**PROMPT:** Go through the entries and copy every line that has the string "judge" in it.

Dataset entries
----------
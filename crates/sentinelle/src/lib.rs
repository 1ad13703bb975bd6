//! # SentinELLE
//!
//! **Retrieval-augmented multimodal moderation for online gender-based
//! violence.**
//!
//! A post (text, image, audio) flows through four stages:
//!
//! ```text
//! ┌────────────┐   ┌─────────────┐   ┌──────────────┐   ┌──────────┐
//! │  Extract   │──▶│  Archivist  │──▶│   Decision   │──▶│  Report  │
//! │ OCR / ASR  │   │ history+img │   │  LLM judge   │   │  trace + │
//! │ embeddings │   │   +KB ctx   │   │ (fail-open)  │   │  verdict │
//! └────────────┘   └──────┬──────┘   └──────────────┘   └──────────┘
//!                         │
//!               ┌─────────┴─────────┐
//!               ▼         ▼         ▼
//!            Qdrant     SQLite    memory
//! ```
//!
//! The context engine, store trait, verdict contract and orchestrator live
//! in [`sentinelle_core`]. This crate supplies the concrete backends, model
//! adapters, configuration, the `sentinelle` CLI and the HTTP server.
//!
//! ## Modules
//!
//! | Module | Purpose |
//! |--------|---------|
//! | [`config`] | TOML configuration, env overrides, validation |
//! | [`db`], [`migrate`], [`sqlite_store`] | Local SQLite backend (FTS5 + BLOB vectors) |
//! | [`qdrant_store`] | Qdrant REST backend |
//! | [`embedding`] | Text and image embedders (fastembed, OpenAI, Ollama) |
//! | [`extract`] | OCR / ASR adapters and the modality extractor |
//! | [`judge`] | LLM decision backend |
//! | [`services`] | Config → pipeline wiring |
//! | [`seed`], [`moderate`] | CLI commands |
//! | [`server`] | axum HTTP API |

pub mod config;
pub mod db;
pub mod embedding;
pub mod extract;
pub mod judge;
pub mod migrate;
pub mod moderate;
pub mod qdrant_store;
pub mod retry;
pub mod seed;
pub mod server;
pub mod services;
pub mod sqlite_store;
----------
**FINAL ANSWER:**
//! │ OCR / ASR  │   │ history+img │   │  LLM judge   │   │  trace + │
//! | [`judge`] | LLM decision backend |
pub mod judge;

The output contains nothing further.